• Exercise aim:
Report every line of the data where the string "operators" appears.
▽
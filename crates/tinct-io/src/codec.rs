use tinct_image::{FileFormat, Image, ImageError, ImageSize, PixelBuffer, PixelFormat};
use tinct_pixel::{Component, GrayAlpha, Pixel, Precision};

use crate::error::IoError;

/// How the pixel format of a decoded image is chosen from the format of the file.
#[derive(Clone, Copy, Debug, Default, PartialEq, Eq)]
pub enum ReadConversion {
    /// Keep the layout and bit depth of the file.
    #[default]
    ClosestMatch,
    /// Keep the layout, use 8-bit components.
    EightBit,
    /// Keep the layout, use 16-bit components.
    SixteenBit,
    /// Keep the layout, use floating point components.
    Float,
    /// Gray and alpha at the bit depth of the file.
    Grayscale,
    /// RGBA at the bit depth of the file.
    Rgba,
    /// A fixed pixel format regardless of the file.
    Format(PixelFormat),
}

impl ReadConversion {
    /// The pixel format an image decoded from a file of `file_format` is stored in.
    pub fn pixel_format(self, file_format: FileFormat) -> PixelFormat {
        let closest = file_format.pixel_format();
        match self {
            Self::ClosestMatch => closest,
            Self::EightBit => closest.with_precision(Precision::Eight),
            Self::SixteenBit => closest.with_precision(Precision::Sixteen),
            Self::Float => closest.with_precision(Precision::Float),
            Self::Grayscale => closest.to_grayscale(),
            Self::Rgba => closest.to_rgba(),
            Self::Format(format) => format,
        }
    }
}

impl From<PixelFormat> for ReadConversion {
    fn from(format: PixelFormat) -> Self {
        Self::Format(format)
    }
}

/// How the format of an encoded file is chosen for an image.
#[derive(Clone, Copy, Debug, Default, PartialEq, Eq)]
pub enum WriteConversion {
    /// The file format that stores the image's pixel format with the least loss.
    #[default]
    ClosestMatch,
    /// The format of the file the image was read from.
    ///
    /// Images that were not read from a file use [`WriteConversion::ClosestMatch`].
    OriginalFileFormat,
    /// A fixed file format.
    Format(FileFormat),
}

impl WriteConversion {
    /// The file format `image` is encoded to.
    pub fn file_format(self, image: &Image) -> FileFormat {
        let closest = FileFormat::closest_to(image.pixel_format());
        match self {
            Self::ClosestMatch => closest,
            Self::OriginalFileFormat => image.original_file_format().unwrap_or_else(|| {
                log::warn!("image has no original file format, writing {closest:?}");
                closest
            }),
            Self::Format(format) => format,
        }
    }
}

impl From<FileFormat> for WriteConversion {
    fn from(format: FileFormat) -> Self {
        Self::Format(format)
    }
}

/// The channels stored per pixel in a raw image.
#[derive(Clone, Copy, Debug, PartialEq, Eq)]
pub enum ChannelLayout {
    /// A gray value.
    Gray,
    /// A gray value followed by alpha.
    GrayAlpha,
    /// Red, green and blue.
    Rgb,
    /// Red, green, blue and alpha.
    Rgba,
}

impl ChannelLayout {
    /// Builds a layout from whether it is gray and whether it has alpha.
    pub fn from_parts(grayscale: bool, alpha: bool) -> Self {
        match (grayscale, alpha) {
            (true, false) => Self::Gray,
            (true, true) => Self::GrayAlpha,
            (false, false) => Self::Rgb,
            (false, true) => Self::Rgba,
        }
    }

    /// The number of samples per pixel.
    pub fn channels(self) -> usize {
        match self {
            Self::Gray => 1,
            Self::GrayAlpha => 2,
            Self::Rgb => 3,
            Self::Rgba => 4,
        }
    }

    /// Whether the layout carries a single gray value.
    pub fn is_grayscale(self) -> bool {
        matches!(self, Self::Gray | Self::GrayAlpha)
    }

    /// Whether the layout carries an alpha sample.
    pub fn has_alpha(self) -> bool {
        matches!(self, Self::GrayAlpha | Self::Rgba)
    }
}

/// Uncompressed pixel rows exchanged with a container codec.
///
/// Rows are stored top to bottom without padding. Samples are 8 or 16 bits wide; 16-bit
/// samples are big-endian.
#[derive(Clone, Debug, PartialEq)]
pub struct RawImage {
    /// The image size in pixels.
    pub size: ImageSize,
    /// Bits per sample, 8 or 16.
    pub bit_depth: u8,
    /// The samples stored per pixel.
    pub layout: ChannelLayout,
    /// The packed rows.
    pub data: Vec<u8>,
}

impl RawImage {
    /// The file format the raw image corresponds to.
    pub fn file_format(&self) -> FileFormat {
        FileFormat::from_parts(self.layout.is_grayscale(), self.bit_depth)
    }

    fn bytes_per_sample(&self) -> usize {
        if self.bit_depth > 8 {
            2
        } else {
            1
        }
    }

    /// Encodes an image into rows of the given file format.
    ///
    /// Gray file formats store the perceptual gray of color images. The alpha channel is
    /// left out when every pixel of the image is opaque.
    ///
    /// # Arguments
    ///
    /// * `image` - The image to encode.
    /// * `file_format` - The layout and bit depth of the rows.
    pub fn from_image(image: &Image, file_format: FileFormat) -> Self {
        let layout =
            ChannelLayout::from_parts(file_format.is_grayscale(), !image.all_pixels_opaque());
        let mut raw = Self {
            size: image.size(),
            bit_depth: file_format.bit_depth(),
            layout,
            data: Vec::new(),
        };
        log::debug!(
            "encoding {} {} image as {}-bit {:?}",
            raw.size,
            image.pixel_format(),
            raw.bit_depth,
            layout
        );
        if let Some(buffer) = image.buffer() {
            raw.data = match raw.bit_depth {
                16 => encode_samples::<u16>(buffer, layout, |v, out| {
                    out.extend_from_slice(&v.to_be_bytes())
                }),
                _ => encode_samples::<u8>(buffer, layout, |v, out| out.push(v)),
            };
        }
        raw
    }

    /// Builds an image from the rows.
    ///
    /// The image records the file format of the rows as its original file format.
    ///
    /// # Arguments
    ///
    /// * `conversion` - Selects the pixel format of the image.
    ///
    /// # Errors
    ///
    /// Fails when the data length does not match the size, layout and bit depth.
    pub fn to_image(&self, conversion: ReadConversion) -> Result<Image, IoError> {
        let expected = self.size.area() * self.layout.channels() * self.bytes_per_sample();
        if self.data.len() != expected {
            return Err(ImageError::InvalidDataLength(self.data.len(), expected).into());
        }

        let file_format = self.file_format();
        let format = conversion.pixel_format(file_format);
        log::debug!(
            "decoding {} {}-bit {:?} rows as {}",
            self.size,
            self.bit_depth,
            self.layout,
            format
        );

        let mut image = Image::with_format(self.size, format);
        if let Some(buffer) = image.buffer_mut() {
            match self.bytes_per_sample() {
                2 => self.decode_samples(buffer, |s| u16::from_be_bytes([s[0], s[1]])),
                _ => self.decode_samples(buffer, |s| s[0]),
            }
        }
        image.set_original_file_format(Some(file_format));
        Ok(image)
    }

    fn decode_samples<T: Component>(
        &self,
        buffer: &mut PixelBuffer,
        sample: impl Fn(&[u8]) -> T,
    ) {
        let bytes = self.bytes_per_sample();
        let stride = self.layout.channels() * bytes;
        for (index, chunk) in self.data.chunks_exact(stride).enumerate() {
            let s = |channel: usize| sample(&chunk[channel * bytes..]);
            match self.layout {
                ChannelLayout::Gray => buffer.set_gray(index, GrayAlpha::new(s(0), T::MAX)),
                ChannelLayout::GrayAlpha => buffer.set_gray(index, GrayAlpha::new(s(0), s(1))),
                ChannelLayout::Rgb => buffer.set(index, Pixel::rgb(s(0), s(1), s(2))),
                ChannelLayout::Rgba => buffer.set(index, Pixel::new(s(0), s(1), s(2), s(3))),
            }
        }
    }
}

fn encode_samples<T: Component>(
    buffer: &PixelBuffer,
    layout: ChannelLayout,
    push: impl Fn(T, &mut Vec<u8>),
) -> Vec<u8> {
    let bytes = if T::PRECISION == Precision::Sixteen { 2 } else { 1 };
    let mut data = Vec::with_capacity(buffer.len() * layout.channels() * bytes);
    for index in 0..buffer.len() {
        if layout.is_grayscale() {
            let gray = buffer.get_gray::<T>(index);
            push(gray.v, &mut data);
            if layout.has_alpha() {
                push(gray.a, &mut data);
            }
        } else {
            let p = buffer.get::<T>(index);
            push(p.r, &mut data);
            push(p.g, &mut data);
            push(p.b, &mut data);
            if layout.has_alpha() {
                push(p.a, &mut data);
            }
        }
    }
    data
}

#[cfg(test)]
mod tests {
    use super::{ChannelLayout, RawImage, ReadConversion, WriteConversion};
    use crate::error::IoError;
    use tinct_image::{FileFormat, Image, ImageError, ImageSize, PixelFormat};
    use tinct_pixel::{Pixel16, Pixel8};

    #[test]
    fn read_conversion_table() {
        use FileFormat::*;
        use ReadConversion::*;

        #[rustfmt::skip]
        let table = [
            (ClosestMatch, [PixelFormat::Ga8, PixelFormat::Ga16, PixelFormat::Rgba8, PixelFormat::Rgba16]),
            (EightBit, [PixelFormat::Ga8, PixelFormat::Ga8, PixelFormat::Rgba8, PixelFormat::Rgba8]),
            (SixteenBit, [PixelFormat::Ga16, PixelFormat::Ga16, PixelFormat::Rgba16, PixelFormat::Rgba16]),
            (Float, [PixelFormat::GaF, PixelFormat::GaF, PixelFormat::RgbaF, PixelFormat::RgbaF]),
            (Grayscale, [PixelFormat::Ga8, PixelFormat::Ga16, PixelFormat::Ga8, PixelFormat::Ga16]),
            (Rgba, [PixelFormat::Rgba8, PixelFormat::Rgba16, PixelFormat::Rgba8, PixelFormat::Rgba16]),
        ];
        for (conversion, expected) in table {
            for (file_format, format) in [Ga8, Ga16, Rgba8, Rgba16].into_iter().zip(expected) {
                assert_eq!(conversion.pixel_format(file_format), format);
            }
        }
        assert_eq!(
            ReadConversion::from(PixelFormat::GaF).pixel_format(Rgba16),
            PixelFormat::GaF
        );
    }

    #[test]
    fn write_conversion() {
        let size = ImageSize {
            width: 1,
            height: 1,
        };
        let mut image = Image::with_format(size, PixelFormat::RgbaF);
        assert_eq!(WriteConversion::ClosestMatch.file_format(&image), FileFormat::Rgba16);
        assert_eq!(
            WriteConversion::OriginalFileFormat.file_format(&image),
            FileFormat::Rgba16
        );
        image.set_original_file_format(Some(FileFormat::Ga8));
        assert_eq!(
            WriteConversion::OriginalFileFormat.file_format(&image),
            FileFormat::Ga8
        );
        assert_eq!(
            WriteConversion::from(FileFormat::Ga16).file_format(&image),
            FileFormat::Ga16
        );
    }

    #[test]
    fn decode_rows() -> Result<(), IoError> {
        let raw = RawImage {
            size: ImageSize {
                width: 2,
                height: 1,
            },
            bit_depth: 16,
            layout: ChannelLayout::Rgb,
            data: vec![0x12, 0x34, 0x00, 0x01, 0xff, 0xff, 0x00, 0x00, 0x80, 0x00, 0x00, 0xff],
        };
        let image = raw.to_image(ReadConversion::ClosestMatch)?;
        assert_eq!(image.pixel_format(), PixelFormat::Rgba16);
        assert_eq!(image.original_file_format(), Some(FileFormat::Rgba16));
        assert_eq!(image.pixel::<u16>(0, 0), Pixel16::new(0x1234, 1, 0xffff, 0xffff));
        assert_eq!(image.pixel::<u16>(1, 0), Pixel16::new(0, 0x8000, 0xff, 0xffff));

        let raw = RawImage {
            size: ImageSize {
                width: 3,
                height: 1,
            },
            bit_depth: 8,
            layout: ChannelLayout::GrayAlpha,
            data: vec![0, 255, 100, 50, 255, 0],
        };
        let image = raw.to_image(ReadConversion::Rgba)?;
        assert_eq!(image.pixel_format(), PixelFormat::Rgba8);
        assert_eq!(image.original_file_format(), Some(FileFormat::Ga8));
        assert_eq!(image.pixel::<u8>(1, 0), Pixel8::new(100, 100, 100, 50));
        assert_eq!(image.pixel::<u8>(2, 0), Pixel8::new(255, 255, 255, 0));
        Ok(())
    }

    #[test]
    fn decode_rejects_bad_length() {
        let raw = RawImage {
            size: ImageSize {
                width: 2,
                height: 2,
            },
            bit_depth: 8,
            layout: ChannelLayout::Rgba,
            data: vec![0; 15],
        };
        let err = raw.to_image(ReadConversion::ClosestMatch);
        assert!(matches!(
            err,
            Err(IoError::ImageCreationError(ImageError::InvalidDataLength(15, 16)))
        ));
    }

    #[test]
    fn encode_rows() {
        let size = ImageSize {
            width: 2,
            height: 1,
        };
        let mut image = Image::new(size, Pixel8::new(10, 20, 30, 255), PixelFormat::Rgba8);
        let raw = RawImage::from_image(&image, FileFormat::Rgba8);
        assert_eq!(raw.layout, ChannelLayout::Rgb);
        assert_eq!(raw.data, vec![10, 20, 30, 10, 20, 30]);

        image.set_pixel(1, 0, Pixel8::new(1, 2, 3, 4));
        let raw = RawImage::from_image(&image, FileFormat::Rgba16);
        assert_eq!(raw.layout, ChannelLayout::Rgba);
        assert_eq!(raw.bit_depth, 16);
        assert_eq!(
            raw.data,
            vec![10, 10, 20, 20, 30, 30, 255, 255, 1, 1, 2, 2, 3, 3, 4, 4]
        );

        let gray = Image::new(size, Pixel8::gray(77), PixelFormat::Ga8);
        let raw = RawImage::from_image(&gray, FileFormat::Ga16);
        assert_eq!(raw.layout, ChannelLayout::Gray);
        assert_eq!(raw.file_format(), FileFormat::Ga16);
        assert_eq!(raw.data, vec![77, 77, 77, 77]);

        let empty = RawImage::from_image(&Image::default(), FileFormat::Rgba8);
        assert!(empty.data.is_empty());
    }
}
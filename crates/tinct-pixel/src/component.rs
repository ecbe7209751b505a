use std::fmt::Debug;

use num_traits::Zero;

/// The numeric precision of a pixel component.
#[derive(Clone, Copy, Debug, PartialEq, Eq, Hash)]
pub enum Precision {
    /// 8-bit unsigned components in `[0, 255]`.
    Eight,
    /// 16-bit unsigned components in `[0, 65535]`.
    Sixteen,
    /// 32-bit floating point components, nominally in `[0.0, 1.0]`.
    Float,
}

/// A single channel value of a pixel.
///
/// Implemented for `u8`, `u16` and `f32`. Besides the conversions between precisions, the
/// trait carries every per-component kernel used by the pixel operators, blending, averaging
/// and interpolation, so that the saturation and rounding rules of each precision live in
/// exactly one place.
///
/// Integer kernels saturate to `[0, MAX]` and never wrap. Division by zero yields `MAX` for
/// integers and `f32::MAX` for floats.
pub trait Component:
    Copy + Debug + Default + PartialEq + PartialOrd + Zero + Send + Sync + 'static
{
    /// The precision tag of the component type.
    const PRECISION: Precision;

    /// The value representing full intensity or full opacity.
    const MAX: Self;

    /// The scalar operand type of the pixel operators: `i32` for integers, `f32` for floats.
    type Scalar: Copy + Debug;

    /// The default red, green and blue weights used by [`crate::Pixel::to_gray`].
    const GRAY_WEIGHTS: [Self::Scalar; 3];

    /// Converts from an 8-bit component.
    fn from_u8(value: u8) -> Self;

    /// Converts from a 16-bit component.
    fn from_u16(value: u16) -> Self;

    /// Converts from a float component, rounding to nearest and saturating at the bounds.
    fn from_f32(value: f32) -> Self;

    /// Converts to an 8-bit component.
    fn to_u8(self) -> u8;

    /// Converts to a 16-bit component.
    fn to_u16(self) -> u16;

    /// Converts to a float component.
    fn to_f32(self) -> f32;

    /// Converts the component to another precision.
    fn cast<U: Component>(self) -> U {
        match Self::PRECISION {
            Precision::Eight => U::from_u8(self.to_u8()),
            Precision::Sixteen => U::from_u16(self.to_u16()),
            Precision::Float => U::from_f32(self.to_f32()),
        }
    }

    /// `self + scalar`, saturating.
    fn add_scalar(self, scalar: Self::Scalar) -> Self;

    /// `self - scalar`, saturating.
    fn sub_scalar(self, scalar: Self::Scalar) -> Self;

    /// `self * scalar`, saturating.
    fn mul_scalar(self, scalar: Self::Scalar) -> Self;

    /// `self / scalar`, rounded and saturating.
    fn div_scalar(self, scalar: Self::Scalar) -> Self;

    /// `scalar - self`, saturating.
    fn scalar_sub(scalar: Self::Scalar, value: Self) -> Self;

    /// `scalar / self`, rounded and saturating.
    fn scalar_div(scalar: Self::Scalar, value: Self) -> Self;

    /// `self + other`, saturating.
    fn saturating_add(self, other: Self) -> Self;

    /// `self - other`, saturating.
    fn saturating_sub(self, other: Self) -> Self;

    /// `self * other`, saturating.
    fn saturating_mul(self, other: Self) -> Self;

    /// `self / other`, rounded and saturating.
    fn saturating_div(self, other: Self) -> Self;

    /// The mean of two components, truncated for integers.
    fn mean(self, other: Self) -> Self;

    /// The alpha of `src` composited over `dest`.
    fn blend_alpha(dest_alpha: Self, src_alpha: Self) -> Self;

    /// A color component of `src` composited over `dest`, given the already blended alpha.
    fn blend(dest: Self, dest_alpha: Self, src: Self, src_alpha: Self, out_alpha: Self) -> Self;

    /// Linear interpolation between two components, `factor` in component units.
    fn lerp(first: Self, second: Self, factor: Self) -> Self;

    /// Linear interpolation between two alpha-weighted color components.
    ///
    /// Returns zero when the interpolated weight is zero.
    fn lerp_weighted(
        first: Self,
        first_alpha: Self,
        second: Self,
        second_alpha: Self,
        factor: Self,
    ) -> Self;

    /// A color component multiplied by its alpha.
    fn premultiply(value: Self, alpha: Self) -> Self;

    /// Weighted mean of three color components.
    ///
    /// Returns zero when the weights sum to zero.
    fn weighted_gray(rgb: [Self; 3], weights: [Self::Scalar; 3]) -> Self;

    /// The alpha-weighted mean of a set of `[r, g, b, a]` samples.
    ///
    /// Color channels are weighted by alpha, the alpha is the plain mean. Returns all zeros
    /// when the alphas sum to zero or there are no samples.
    fn weighted_mean<I>(samples: I) -> [Self; 4]
    where
        I: IntoIterator<Item = [Self; 4]>;

    /// Whether the component is at full opacity.
    fn is_opaque(self) -> bool;
}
△
• Answer box:
/// trait carries every per-component kernel used by the pixel operators, blending, averaging
    /// The scalar operand type of the pixel operators: `i32` for integers, `f32` for floats.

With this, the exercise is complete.